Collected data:
Content starts

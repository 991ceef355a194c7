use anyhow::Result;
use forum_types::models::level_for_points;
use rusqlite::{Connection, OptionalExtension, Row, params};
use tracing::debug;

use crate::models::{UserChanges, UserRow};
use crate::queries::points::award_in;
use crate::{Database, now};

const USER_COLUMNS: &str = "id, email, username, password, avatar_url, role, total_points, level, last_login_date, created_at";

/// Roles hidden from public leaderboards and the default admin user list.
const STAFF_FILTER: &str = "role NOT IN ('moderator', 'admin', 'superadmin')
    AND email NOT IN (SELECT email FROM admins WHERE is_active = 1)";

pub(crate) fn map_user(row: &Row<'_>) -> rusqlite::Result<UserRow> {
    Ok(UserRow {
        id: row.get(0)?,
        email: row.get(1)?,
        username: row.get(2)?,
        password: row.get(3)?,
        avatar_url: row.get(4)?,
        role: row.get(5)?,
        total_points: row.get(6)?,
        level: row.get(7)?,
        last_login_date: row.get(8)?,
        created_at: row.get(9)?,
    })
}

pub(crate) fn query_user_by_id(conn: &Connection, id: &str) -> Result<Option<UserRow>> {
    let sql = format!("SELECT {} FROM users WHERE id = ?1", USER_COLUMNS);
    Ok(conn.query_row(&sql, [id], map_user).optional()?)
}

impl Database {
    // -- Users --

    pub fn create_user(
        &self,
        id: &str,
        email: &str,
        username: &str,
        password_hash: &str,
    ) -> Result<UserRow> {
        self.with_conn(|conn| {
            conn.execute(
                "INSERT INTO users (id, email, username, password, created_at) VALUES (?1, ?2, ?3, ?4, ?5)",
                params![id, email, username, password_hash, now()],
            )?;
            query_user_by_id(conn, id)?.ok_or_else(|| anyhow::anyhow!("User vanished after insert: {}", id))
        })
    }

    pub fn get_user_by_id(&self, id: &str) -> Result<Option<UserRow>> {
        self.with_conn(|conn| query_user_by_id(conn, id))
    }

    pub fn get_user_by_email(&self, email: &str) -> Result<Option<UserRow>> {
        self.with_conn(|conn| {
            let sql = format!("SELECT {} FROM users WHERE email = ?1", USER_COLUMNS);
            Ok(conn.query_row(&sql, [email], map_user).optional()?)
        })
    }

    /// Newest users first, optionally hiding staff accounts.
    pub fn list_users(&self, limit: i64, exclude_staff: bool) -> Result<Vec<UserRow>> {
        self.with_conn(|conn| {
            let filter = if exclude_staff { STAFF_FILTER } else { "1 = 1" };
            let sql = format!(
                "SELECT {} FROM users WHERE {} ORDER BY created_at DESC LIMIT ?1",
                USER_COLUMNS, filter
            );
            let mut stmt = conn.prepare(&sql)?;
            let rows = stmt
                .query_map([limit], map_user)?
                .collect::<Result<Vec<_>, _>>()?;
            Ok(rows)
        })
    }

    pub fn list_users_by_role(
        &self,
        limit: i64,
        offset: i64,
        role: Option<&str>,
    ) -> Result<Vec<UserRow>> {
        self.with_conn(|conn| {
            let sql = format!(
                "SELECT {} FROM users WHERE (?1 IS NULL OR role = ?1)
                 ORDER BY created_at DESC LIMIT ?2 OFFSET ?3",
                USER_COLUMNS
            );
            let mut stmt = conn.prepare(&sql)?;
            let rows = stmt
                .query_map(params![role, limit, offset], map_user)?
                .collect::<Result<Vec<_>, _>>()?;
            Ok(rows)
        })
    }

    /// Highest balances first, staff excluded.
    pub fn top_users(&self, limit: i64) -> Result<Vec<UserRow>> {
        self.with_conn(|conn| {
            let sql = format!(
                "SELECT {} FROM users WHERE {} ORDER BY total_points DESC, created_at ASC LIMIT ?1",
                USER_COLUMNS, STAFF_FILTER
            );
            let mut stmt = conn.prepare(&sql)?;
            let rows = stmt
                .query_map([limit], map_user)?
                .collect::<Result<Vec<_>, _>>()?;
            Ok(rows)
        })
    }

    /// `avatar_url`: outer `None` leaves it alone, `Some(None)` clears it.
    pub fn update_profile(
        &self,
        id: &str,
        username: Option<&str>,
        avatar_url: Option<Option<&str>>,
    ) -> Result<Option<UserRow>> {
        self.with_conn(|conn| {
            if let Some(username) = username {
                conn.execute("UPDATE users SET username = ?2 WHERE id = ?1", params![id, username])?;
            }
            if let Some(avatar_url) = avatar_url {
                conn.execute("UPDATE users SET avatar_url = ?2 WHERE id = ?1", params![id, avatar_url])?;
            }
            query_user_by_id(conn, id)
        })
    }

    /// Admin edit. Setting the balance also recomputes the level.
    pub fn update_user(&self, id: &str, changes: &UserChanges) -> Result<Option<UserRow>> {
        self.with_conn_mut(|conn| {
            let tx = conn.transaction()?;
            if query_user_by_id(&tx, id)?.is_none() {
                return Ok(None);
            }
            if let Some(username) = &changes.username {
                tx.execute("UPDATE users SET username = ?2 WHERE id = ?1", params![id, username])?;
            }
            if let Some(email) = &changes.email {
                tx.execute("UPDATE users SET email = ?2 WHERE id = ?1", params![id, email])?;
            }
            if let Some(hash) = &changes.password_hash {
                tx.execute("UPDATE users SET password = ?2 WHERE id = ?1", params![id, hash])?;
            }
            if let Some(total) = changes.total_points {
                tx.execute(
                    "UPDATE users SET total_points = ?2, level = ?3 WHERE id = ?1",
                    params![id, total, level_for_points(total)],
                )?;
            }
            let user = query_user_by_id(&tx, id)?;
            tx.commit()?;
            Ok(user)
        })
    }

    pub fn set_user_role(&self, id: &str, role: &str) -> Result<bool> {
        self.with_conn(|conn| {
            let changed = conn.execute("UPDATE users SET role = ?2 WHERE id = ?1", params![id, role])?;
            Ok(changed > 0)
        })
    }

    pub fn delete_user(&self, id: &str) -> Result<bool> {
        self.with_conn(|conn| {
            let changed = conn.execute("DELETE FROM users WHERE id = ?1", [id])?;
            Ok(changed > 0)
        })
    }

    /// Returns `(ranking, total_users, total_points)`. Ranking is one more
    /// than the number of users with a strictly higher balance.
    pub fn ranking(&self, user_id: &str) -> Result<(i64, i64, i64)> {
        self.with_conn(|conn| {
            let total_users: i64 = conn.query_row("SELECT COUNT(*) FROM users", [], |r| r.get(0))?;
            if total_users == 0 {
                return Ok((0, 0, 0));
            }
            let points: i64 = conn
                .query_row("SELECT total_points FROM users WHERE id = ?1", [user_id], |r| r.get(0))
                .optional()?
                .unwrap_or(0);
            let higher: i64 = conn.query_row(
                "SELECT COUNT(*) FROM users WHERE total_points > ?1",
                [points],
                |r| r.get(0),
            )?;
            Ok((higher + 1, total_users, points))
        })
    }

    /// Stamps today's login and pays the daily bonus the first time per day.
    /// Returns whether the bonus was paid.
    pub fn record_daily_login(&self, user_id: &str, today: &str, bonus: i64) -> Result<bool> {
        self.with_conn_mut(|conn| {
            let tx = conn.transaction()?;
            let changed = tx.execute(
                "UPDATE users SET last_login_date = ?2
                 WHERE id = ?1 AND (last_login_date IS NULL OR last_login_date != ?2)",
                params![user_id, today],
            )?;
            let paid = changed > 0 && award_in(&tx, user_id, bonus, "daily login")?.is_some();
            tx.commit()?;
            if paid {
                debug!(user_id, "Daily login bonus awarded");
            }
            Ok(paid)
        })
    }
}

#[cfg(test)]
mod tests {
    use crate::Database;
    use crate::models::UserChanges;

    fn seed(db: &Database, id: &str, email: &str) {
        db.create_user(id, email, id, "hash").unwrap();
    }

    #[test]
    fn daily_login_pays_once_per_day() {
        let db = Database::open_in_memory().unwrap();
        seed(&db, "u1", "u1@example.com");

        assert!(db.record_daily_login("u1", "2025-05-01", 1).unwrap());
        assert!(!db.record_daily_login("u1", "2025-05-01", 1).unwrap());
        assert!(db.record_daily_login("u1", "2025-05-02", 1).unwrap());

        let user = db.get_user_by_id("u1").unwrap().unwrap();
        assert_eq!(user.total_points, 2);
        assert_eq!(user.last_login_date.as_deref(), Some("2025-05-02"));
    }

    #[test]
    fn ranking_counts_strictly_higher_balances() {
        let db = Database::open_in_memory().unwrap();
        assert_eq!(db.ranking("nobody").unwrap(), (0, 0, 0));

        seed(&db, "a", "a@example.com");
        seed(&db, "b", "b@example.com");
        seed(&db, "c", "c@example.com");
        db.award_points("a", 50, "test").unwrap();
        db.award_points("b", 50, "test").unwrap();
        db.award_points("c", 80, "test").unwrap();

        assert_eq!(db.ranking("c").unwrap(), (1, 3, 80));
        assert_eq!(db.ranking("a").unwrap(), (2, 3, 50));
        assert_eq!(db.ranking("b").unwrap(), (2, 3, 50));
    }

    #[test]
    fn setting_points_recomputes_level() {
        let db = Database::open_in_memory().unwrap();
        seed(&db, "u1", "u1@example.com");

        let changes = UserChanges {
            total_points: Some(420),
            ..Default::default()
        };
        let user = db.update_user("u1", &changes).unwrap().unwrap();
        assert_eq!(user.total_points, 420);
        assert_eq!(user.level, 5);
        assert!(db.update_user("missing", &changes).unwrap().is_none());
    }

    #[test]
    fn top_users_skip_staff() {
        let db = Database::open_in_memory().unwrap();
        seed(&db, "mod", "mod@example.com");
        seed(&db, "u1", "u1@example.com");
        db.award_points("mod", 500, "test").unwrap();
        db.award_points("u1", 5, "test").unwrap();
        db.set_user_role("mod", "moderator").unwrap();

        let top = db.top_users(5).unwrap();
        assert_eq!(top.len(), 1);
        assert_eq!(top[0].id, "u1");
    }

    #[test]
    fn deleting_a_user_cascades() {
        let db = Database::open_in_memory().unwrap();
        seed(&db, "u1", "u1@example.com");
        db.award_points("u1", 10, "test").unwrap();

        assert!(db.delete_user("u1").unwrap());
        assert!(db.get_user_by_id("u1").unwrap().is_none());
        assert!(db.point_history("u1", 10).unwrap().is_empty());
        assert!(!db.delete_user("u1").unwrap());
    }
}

Content ends
Content starts

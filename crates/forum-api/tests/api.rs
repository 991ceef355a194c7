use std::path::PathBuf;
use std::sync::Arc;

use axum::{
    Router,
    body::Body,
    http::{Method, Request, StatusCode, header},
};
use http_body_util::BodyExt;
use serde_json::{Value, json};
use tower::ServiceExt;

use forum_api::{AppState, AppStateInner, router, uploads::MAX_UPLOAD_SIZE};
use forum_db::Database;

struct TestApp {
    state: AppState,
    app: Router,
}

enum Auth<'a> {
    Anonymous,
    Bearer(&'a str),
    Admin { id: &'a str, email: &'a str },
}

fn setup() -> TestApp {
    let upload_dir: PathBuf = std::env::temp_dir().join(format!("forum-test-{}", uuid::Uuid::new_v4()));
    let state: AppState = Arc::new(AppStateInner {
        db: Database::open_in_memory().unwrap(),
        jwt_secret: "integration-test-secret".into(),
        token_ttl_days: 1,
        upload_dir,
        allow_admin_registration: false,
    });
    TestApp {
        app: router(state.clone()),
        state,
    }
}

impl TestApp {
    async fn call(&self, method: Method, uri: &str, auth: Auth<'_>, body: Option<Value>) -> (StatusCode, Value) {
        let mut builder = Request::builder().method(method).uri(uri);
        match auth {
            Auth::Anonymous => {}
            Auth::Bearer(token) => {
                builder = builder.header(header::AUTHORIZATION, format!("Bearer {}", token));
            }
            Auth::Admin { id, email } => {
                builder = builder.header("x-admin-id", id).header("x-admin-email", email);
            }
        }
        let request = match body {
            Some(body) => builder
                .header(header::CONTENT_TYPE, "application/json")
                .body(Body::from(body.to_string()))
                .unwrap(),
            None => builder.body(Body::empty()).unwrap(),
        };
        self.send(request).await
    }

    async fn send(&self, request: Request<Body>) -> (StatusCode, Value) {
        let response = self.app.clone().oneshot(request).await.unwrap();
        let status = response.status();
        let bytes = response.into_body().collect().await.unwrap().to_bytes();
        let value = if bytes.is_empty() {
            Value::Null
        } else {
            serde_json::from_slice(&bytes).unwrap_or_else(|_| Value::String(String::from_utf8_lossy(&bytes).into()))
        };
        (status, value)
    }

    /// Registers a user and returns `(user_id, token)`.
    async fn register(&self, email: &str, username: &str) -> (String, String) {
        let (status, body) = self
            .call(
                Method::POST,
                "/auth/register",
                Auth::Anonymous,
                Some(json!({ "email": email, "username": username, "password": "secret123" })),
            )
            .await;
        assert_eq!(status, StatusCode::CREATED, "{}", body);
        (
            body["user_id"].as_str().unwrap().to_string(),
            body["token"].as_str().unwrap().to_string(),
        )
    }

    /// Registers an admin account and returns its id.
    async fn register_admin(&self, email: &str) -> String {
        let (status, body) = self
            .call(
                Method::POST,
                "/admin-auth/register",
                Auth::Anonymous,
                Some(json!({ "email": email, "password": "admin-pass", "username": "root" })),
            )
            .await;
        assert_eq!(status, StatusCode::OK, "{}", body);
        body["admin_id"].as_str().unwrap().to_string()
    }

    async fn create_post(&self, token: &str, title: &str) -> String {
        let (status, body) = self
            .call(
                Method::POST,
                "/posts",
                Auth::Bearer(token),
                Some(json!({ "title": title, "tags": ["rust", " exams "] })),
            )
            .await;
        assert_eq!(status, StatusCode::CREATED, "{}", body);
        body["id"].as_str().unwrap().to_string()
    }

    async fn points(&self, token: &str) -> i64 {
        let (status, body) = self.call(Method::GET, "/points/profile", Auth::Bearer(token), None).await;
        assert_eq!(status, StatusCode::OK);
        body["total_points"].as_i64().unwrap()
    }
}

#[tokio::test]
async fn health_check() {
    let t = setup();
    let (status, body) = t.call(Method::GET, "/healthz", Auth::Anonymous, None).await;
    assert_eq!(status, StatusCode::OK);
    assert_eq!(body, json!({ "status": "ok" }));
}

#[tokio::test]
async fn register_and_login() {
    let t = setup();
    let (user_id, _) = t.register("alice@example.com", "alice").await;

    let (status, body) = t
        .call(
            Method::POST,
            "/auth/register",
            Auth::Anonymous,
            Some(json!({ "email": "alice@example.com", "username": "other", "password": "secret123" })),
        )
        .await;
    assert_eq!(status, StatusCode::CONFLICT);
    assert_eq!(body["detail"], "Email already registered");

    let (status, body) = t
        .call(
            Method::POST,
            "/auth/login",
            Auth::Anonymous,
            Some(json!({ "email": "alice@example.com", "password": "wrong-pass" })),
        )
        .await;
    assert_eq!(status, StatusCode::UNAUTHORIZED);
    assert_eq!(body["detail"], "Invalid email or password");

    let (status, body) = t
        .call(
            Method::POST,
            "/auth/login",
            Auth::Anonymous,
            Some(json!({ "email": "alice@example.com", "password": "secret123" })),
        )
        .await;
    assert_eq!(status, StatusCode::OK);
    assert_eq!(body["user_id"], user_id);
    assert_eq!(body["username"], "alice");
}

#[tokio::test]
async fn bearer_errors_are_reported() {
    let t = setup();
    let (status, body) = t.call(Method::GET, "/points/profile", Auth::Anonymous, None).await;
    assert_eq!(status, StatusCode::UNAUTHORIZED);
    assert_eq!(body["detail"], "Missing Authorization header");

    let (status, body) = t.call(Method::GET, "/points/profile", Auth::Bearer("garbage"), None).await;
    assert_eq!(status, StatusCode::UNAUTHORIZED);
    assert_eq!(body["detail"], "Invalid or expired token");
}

Content ends

Go through the records above and return every line that holds the string "detail".

* EXPECTED OUTPUT:
    assert_eq!(body["detail"], "Email already registered");
    assert_eq!(body["detail"], "Invalid email or password");
    assert_eq!(body["detail"], "Missing Authorization header");
    assert_eq!(body["detail"], "Invalid or expired token");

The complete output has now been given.